*Given data*
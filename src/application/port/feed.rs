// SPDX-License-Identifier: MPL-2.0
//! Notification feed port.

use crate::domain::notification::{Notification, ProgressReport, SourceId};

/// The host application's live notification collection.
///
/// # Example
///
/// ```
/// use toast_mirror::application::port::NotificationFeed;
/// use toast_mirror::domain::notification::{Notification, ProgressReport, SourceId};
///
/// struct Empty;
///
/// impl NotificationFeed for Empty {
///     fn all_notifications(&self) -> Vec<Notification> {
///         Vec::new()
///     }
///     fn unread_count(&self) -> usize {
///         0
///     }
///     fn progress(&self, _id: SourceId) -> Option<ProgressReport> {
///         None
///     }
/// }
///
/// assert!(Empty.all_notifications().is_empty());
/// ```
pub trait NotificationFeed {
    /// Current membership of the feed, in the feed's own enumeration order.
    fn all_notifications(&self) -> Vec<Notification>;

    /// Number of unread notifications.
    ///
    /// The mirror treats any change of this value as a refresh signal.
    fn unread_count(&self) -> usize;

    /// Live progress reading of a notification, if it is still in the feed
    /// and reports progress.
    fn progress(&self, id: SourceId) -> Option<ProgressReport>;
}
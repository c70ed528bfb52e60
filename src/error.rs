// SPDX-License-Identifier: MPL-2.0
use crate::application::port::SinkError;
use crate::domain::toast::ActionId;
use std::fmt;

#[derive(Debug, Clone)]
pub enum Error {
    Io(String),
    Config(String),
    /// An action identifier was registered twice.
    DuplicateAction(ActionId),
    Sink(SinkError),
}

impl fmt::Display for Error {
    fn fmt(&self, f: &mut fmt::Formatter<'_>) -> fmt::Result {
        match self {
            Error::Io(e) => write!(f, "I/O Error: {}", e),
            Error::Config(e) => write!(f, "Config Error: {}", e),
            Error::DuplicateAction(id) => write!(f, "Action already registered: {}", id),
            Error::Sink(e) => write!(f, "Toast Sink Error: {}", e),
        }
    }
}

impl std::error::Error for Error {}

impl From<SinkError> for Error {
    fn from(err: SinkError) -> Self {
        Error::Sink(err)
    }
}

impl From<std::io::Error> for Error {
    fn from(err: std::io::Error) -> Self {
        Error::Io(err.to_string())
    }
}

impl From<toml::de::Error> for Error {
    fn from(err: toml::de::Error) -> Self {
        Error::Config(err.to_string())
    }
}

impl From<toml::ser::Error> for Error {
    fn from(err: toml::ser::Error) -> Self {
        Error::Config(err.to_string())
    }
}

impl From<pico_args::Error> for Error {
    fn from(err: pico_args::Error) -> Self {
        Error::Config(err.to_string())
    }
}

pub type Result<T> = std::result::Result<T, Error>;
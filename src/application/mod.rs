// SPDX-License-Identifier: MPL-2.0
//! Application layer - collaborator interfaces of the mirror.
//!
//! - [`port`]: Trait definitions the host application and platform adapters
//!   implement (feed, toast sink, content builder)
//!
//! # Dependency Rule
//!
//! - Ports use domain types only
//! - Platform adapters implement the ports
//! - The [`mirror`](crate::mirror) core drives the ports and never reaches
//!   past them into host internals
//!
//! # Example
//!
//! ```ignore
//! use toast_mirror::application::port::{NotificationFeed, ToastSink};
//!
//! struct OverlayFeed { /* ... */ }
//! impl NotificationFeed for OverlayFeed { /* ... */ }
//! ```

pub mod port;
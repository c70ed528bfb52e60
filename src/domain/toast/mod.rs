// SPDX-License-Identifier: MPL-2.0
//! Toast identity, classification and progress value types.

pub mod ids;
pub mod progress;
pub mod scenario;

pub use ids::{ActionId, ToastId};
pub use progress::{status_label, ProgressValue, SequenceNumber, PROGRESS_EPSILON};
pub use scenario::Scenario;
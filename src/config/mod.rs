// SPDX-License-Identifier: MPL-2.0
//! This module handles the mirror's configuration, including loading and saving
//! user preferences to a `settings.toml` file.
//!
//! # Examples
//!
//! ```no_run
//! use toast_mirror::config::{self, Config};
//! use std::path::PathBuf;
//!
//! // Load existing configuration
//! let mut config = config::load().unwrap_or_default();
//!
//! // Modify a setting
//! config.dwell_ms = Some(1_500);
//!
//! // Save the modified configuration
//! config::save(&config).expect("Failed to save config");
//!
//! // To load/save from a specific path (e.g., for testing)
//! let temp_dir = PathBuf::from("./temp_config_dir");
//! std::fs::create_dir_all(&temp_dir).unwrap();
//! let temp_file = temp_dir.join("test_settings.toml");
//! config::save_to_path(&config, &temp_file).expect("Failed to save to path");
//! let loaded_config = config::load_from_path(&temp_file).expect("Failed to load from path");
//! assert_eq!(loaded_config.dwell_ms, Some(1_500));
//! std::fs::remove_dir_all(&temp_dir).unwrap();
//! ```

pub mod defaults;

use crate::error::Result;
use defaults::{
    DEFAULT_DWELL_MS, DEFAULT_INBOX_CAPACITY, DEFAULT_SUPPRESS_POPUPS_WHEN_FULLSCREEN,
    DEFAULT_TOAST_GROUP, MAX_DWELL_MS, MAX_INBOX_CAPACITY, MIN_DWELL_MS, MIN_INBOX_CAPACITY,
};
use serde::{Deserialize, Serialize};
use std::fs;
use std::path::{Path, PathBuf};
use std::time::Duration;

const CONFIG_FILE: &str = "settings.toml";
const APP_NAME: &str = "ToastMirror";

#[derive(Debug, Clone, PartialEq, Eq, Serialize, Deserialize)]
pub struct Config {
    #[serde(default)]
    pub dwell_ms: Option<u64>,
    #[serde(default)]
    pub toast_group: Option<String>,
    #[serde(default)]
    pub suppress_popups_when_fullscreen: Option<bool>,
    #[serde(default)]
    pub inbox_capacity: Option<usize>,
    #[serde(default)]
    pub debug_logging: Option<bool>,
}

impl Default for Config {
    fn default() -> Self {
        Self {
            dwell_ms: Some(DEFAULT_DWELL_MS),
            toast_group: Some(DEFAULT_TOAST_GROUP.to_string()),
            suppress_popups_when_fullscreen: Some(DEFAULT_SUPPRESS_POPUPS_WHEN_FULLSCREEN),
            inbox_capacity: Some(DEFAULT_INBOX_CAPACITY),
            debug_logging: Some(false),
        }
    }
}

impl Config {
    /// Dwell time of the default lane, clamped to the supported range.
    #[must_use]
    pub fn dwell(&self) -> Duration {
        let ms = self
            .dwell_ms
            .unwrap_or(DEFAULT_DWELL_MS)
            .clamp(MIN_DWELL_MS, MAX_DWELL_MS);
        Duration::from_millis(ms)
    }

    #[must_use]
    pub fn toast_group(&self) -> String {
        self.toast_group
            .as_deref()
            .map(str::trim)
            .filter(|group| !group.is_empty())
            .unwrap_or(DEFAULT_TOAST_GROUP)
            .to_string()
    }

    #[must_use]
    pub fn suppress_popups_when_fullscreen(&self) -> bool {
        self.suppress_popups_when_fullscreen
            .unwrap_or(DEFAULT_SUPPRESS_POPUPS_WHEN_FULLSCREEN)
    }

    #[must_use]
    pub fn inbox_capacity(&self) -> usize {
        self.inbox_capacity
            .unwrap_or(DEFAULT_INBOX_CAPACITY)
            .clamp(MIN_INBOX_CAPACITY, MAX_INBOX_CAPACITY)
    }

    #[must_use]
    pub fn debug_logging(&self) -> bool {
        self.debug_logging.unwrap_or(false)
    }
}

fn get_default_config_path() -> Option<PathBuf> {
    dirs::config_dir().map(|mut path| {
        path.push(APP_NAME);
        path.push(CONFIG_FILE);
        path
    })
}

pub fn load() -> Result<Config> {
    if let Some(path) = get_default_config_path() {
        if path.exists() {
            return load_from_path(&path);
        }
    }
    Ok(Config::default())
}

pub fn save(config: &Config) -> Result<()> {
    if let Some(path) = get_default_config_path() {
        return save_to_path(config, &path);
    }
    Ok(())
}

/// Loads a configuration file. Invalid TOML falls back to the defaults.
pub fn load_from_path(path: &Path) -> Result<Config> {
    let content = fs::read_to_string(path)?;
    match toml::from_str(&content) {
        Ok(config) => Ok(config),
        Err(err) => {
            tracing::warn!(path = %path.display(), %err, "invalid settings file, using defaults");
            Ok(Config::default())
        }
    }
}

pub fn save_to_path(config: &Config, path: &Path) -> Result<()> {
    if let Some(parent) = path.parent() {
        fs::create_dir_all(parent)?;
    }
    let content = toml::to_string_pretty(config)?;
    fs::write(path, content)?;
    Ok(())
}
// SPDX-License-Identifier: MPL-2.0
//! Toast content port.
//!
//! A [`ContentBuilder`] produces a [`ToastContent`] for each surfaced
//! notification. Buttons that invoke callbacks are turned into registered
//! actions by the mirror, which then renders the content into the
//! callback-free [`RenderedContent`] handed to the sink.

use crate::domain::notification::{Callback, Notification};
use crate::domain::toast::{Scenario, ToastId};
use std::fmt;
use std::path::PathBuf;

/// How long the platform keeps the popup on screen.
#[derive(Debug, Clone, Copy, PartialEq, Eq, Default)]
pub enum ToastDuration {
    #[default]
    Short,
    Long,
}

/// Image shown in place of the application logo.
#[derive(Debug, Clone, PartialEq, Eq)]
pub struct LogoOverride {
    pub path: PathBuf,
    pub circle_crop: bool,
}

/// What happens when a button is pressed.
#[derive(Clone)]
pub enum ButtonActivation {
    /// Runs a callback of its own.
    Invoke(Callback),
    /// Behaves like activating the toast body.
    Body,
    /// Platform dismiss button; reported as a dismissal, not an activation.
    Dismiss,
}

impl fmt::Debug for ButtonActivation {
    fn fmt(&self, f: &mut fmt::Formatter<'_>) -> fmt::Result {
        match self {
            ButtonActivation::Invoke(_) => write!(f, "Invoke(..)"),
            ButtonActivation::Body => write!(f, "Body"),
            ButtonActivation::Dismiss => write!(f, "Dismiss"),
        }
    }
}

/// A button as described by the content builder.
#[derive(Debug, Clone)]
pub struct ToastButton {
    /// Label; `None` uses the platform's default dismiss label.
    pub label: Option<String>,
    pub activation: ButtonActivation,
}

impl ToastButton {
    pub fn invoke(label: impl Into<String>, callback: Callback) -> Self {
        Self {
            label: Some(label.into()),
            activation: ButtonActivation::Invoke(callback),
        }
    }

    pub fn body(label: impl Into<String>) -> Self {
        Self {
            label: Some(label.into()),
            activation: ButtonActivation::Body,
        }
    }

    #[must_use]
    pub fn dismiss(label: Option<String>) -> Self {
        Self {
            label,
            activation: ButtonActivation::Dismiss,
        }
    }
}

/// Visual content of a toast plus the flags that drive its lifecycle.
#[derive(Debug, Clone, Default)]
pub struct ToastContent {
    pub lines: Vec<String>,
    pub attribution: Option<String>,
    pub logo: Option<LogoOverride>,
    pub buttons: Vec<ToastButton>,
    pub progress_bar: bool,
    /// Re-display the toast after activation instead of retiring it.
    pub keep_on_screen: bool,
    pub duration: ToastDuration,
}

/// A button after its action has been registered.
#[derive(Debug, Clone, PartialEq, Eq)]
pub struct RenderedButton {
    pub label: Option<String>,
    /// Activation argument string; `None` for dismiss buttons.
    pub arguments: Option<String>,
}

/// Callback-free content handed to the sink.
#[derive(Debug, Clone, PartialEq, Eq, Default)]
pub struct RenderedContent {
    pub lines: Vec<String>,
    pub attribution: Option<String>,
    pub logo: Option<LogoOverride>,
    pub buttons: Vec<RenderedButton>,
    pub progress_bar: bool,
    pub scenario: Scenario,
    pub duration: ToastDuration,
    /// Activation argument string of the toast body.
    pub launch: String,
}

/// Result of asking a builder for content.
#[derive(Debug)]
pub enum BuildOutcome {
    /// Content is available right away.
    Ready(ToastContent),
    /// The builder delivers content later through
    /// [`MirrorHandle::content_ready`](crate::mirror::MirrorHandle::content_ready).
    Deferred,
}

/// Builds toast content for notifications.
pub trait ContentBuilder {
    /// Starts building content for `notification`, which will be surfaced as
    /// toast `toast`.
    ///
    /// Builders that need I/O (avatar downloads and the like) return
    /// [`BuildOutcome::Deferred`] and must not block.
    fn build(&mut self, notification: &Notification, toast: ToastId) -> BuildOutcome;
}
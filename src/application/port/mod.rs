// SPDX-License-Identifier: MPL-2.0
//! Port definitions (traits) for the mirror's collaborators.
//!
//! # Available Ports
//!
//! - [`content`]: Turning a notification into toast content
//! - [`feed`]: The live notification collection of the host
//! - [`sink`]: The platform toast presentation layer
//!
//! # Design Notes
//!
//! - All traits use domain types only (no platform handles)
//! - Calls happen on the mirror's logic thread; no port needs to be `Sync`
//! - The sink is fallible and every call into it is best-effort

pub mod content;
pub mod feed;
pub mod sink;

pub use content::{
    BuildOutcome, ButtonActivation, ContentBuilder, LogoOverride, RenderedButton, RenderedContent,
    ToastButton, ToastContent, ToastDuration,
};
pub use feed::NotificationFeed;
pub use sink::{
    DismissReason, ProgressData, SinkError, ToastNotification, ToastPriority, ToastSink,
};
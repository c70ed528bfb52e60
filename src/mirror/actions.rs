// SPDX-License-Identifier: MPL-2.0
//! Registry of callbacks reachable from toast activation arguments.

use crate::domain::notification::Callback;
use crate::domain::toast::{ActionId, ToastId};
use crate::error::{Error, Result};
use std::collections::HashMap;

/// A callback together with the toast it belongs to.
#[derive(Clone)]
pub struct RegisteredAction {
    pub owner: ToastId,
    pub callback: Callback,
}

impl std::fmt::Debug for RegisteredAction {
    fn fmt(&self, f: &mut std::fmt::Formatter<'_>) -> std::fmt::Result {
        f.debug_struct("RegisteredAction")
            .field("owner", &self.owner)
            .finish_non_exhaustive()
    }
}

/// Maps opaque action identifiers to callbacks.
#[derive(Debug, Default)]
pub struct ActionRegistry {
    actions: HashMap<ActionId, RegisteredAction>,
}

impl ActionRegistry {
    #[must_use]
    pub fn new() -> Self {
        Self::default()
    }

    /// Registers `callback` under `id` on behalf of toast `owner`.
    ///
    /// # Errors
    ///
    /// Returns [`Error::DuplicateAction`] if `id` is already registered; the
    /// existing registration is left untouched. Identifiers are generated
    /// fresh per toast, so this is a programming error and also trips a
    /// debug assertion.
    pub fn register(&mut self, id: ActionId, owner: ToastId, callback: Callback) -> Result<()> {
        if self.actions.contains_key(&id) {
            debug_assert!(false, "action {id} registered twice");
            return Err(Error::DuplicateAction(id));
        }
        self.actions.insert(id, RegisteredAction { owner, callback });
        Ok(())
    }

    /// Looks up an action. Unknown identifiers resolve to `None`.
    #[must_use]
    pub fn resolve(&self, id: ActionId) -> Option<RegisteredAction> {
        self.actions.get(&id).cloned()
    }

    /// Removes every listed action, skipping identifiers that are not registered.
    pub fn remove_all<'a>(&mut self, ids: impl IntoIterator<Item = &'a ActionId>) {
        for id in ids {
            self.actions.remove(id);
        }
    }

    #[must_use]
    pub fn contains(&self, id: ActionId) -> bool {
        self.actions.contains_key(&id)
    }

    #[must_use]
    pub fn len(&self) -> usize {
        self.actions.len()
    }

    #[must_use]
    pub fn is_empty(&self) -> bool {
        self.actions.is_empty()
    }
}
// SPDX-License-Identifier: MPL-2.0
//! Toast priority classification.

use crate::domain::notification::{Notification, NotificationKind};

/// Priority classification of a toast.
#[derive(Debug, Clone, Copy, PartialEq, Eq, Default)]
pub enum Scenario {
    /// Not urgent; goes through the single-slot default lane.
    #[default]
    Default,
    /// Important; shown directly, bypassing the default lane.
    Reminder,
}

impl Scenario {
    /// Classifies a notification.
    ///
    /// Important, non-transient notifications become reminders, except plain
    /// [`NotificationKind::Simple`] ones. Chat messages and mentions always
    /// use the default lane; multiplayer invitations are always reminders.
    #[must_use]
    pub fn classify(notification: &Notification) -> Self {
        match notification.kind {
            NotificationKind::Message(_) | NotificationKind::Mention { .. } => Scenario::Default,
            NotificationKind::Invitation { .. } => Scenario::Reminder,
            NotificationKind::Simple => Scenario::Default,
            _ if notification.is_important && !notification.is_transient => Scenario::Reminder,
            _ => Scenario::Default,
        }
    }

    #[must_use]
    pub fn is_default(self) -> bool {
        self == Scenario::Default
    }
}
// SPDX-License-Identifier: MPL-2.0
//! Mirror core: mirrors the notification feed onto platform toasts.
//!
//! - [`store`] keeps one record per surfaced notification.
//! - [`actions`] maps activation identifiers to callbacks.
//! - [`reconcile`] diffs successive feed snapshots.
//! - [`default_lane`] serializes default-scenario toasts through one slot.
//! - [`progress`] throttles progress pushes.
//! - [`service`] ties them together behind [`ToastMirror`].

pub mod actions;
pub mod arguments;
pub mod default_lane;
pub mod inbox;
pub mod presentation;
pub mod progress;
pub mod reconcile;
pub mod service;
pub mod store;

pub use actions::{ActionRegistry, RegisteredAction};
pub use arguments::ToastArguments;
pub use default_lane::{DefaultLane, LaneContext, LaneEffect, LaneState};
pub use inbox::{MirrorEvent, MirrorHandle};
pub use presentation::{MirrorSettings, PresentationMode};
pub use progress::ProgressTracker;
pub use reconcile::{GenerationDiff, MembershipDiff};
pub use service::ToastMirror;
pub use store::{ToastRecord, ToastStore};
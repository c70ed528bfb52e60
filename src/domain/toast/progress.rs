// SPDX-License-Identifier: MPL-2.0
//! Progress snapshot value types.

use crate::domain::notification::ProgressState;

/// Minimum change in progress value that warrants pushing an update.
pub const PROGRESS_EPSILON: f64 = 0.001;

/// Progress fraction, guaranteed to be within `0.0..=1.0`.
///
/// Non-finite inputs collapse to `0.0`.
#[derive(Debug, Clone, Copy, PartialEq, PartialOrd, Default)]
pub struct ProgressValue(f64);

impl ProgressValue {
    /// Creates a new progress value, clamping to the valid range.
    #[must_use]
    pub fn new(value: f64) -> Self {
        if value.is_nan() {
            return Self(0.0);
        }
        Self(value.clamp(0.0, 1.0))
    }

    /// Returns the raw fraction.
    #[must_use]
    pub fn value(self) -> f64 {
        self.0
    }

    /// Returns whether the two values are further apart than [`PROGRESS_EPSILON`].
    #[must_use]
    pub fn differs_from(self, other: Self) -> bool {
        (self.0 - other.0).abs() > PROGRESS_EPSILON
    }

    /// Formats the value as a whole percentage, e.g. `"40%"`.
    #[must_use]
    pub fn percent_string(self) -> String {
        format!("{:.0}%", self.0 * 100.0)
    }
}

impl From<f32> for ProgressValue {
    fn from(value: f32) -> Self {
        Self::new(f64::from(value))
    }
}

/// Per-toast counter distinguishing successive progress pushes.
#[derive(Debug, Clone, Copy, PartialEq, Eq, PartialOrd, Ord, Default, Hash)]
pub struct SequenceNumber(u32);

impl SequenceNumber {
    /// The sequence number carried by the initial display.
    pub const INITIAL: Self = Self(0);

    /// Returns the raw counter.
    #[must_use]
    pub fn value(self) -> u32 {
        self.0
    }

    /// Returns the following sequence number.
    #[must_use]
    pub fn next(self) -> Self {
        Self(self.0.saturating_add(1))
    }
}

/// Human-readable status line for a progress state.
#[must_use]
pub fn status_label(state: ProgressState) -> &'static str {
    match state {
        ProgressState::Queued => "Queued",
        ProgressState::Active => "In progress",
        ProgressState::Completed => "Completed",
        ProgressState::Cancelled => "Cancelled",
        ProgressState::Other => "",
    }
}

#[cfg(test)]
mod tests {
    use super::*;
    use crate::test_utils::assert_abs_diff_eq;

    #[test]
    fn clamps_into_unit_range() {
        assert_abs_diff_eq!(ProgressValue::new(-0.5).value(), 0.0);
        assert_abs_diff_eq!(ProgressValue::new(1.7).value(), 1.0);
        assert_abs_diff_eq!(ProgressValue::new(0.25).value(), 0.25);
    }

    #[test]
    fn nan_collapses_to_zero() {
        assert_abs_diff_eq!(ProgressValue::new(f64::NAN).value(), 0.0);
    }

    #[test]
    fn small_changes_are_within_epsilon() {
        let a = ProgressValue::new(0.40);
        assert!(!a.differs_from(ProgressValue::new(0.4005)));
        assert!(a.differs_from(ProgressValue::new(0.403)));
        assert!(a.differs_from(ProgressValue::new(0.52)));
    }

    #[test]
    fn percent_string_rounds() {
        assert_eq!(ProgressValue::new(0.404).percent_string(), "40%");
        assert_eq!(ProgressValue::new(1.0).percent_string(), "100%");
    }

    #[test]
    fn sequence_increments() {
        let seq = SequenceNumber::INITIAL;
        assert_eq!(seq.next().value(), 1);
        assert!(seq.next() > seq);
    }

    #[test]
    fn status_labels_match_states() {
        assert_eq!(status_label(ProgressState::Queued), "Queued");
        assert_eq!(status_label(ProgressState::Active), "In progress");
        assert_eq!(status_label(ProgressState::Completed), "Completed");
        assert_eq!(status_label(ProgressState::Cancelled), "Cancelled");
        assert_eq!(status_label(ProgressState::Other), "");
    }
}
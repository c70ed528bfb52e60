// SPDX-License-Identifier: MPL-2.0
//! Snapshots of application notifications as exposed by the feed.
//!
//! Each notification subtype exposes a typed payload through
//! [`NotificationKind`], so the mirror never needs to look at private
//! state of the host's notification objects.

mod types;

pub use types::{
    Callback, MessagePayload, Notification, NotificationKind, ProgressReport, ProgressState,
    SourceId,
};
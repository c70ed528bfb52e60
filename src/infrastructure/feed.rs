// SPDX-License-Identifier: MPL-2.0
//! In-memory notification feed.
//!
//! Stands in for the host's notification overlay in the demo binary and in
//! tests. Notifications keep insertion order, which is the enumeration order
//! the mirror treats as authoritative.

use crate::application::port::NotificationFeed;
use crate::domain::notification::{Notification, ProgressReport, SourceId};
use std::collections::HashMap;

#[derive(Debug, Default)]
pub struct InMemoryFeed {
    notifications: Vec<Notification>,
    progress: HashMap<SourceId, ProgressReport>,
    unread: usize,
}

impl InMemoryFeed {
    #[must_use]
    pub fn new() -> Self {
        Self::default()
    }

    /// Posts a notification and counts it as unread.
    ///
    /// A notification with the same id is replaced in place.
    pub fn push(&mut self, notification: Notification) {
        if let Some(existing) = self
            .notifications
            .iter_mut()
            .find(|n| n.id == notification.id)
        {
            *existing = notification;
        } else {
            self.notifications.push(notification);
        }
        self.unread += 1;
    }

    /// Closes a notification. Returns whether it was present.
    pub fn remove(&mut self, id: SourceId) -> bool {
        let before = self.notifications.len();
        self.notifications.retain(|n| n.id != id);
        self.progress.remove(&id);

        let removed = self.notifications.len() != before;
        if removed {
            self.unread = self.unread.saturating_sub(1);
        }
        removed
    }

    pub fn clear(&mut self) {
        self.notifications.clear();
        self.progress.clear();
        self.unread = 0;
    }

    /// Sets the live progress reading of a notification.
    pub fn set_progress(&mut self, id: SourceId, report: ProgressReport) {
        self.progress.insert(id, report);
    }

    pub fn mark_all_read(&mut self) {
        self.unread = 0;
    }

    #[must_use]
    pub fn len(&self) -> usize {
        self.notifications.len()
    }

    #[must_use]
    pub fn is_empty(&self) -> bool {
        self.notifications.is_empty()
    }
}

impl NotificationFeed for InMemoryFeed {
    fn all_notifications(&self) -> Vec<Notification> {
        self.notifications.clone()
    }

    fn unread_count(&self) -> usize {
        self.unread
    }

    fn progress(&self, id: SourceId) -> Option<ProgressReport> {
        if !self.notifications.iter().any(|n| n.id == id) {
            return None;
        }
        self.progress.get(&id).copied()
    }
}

*Activity*
Within the listing above, how many lines contain "RegisteredAction"? Please respond with the number and nothing else.

*Task output*
7